Le 27 juillet, c’est au tour du Bénin, pays situé juste au sud de la zone Sahel, c’est l’un des lieux stratégiques pour la France qui souhaite rester active dans la région via la force Takuba. Patrice Talon, l’ancien homme d’affaires devenu homme politique, accueille Emmanuel Macron à Cotonou. Au menu de la rencontre : la question sécuritaire et la culture. Des bronzes du Bénin aux aides à l’armement. Patrice Talon assure :
“Si je dois qualifier nos relations avec la France sur ces derniers temps, je dirais qu’elles sont décomplexées”,
Les deux présidents n’ont pas manqué de transmettre leurs envies de travailler de concert. Preuve de bonne foi, la restitution de 26 oeuvres d’art sur quelques milliers. Patrice Talon a été élu président 2016, si à l’époque il ne souhaitait briguer qu’un seul mandat et entériner cette règle dans la constitution, il semble que la mouche présidentielle africaine l’ai aussi piqué en 2019. Seuls deux listes sont autorisées à se présenter aux élections législatives. Toutes deux favorables au président en place, elles permettent à Talon d’être le candidat unique à sa succession, car nouvelle règle, 10% de parrainage des députés et maires sont nécessaires pour poser sa candidature aux présidentielles. Le bonheur de certains font le malheur des autres.

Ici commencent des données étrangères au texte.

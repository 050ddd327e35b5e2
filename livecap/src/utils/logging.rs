use tracing_subscriber::{EnvFilter, fmt, prelude::*};

/// Initialize logging with tracing
///
/// Reads the filter from the RUST_LOG environment variable if available,
/// falling back to "livecap=debug,warn".
///
/// # Example
///
/// ```no_run
/// use livecap::utils::logging::init_logging;
///
/// init_logging();
/// ```
pub fn init_logging() {
    let filter =
        EnvFilter::try_from_default_env().unwrap_or_else(|_| EnvFilter::new("livecap=debug,warn"));

    tracing_subscriber::registry()
        .with(fmt::layer())
        .with(filter)
        .init();

    tracing::info!("LiveCap logging initialized");
}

Clap de fin de la tournée présidentielle en Guinée-Bissau, le pays voisin du Sénégal, la Guinée était la troisième destination sur le carnet de bal du président français. Sécurité au Sahel était au programme car son Président Umaro Sissoco Embaló vient de prendre la tête de la CEDEAO (Communauté Economique des Etat d’Afrique de l’Ouest). Dans un contexte où la France a été priée, pour ne pas dire jetée, d’évacuer ses forces armées du Mali et qu’au même moment Sergeï Lavrov, le ministre des affaires étrangères russe est lui aussi en tournée africaine pour le compte du Kremlin. Lors d’une conférence de presse conjointe, Emmanuel Macron s’est encore une fois exprimé sur la présence russe en Afrique :
“Force est de constater que les choix faits par la junte malienne aujourd’hui et sa complicité de fait avec la milice Wagner sont particulièrement inefficaces pour lutter contre le terrorisme”
Il est vital pour la puissance presque agonisante française d’assurer “allié” et “appui” là où elle risque de les perdre. Mot d’ordre : séduire le gouvernement à défaut d’avoir le soutien des populations, absolument lassées de la présence française qui n’amène que peu de résultats.
Après cette brève tournée de séduction sur le contient, Macron était attendu à Paris par MBS, Mohammed Ben Salmane, le prince héritier d’Arabie-Saoudite. Figure controversée, accusée par la CIA d’avoir commandité l’assassinat du journaliste Jamal Kashoggi en 2018 à Istanbul dans le consulat de son pays. La suite, nous ne parlerons pas de démocratie, de droit de l’homme ni de la vente d’armes ou d’avions.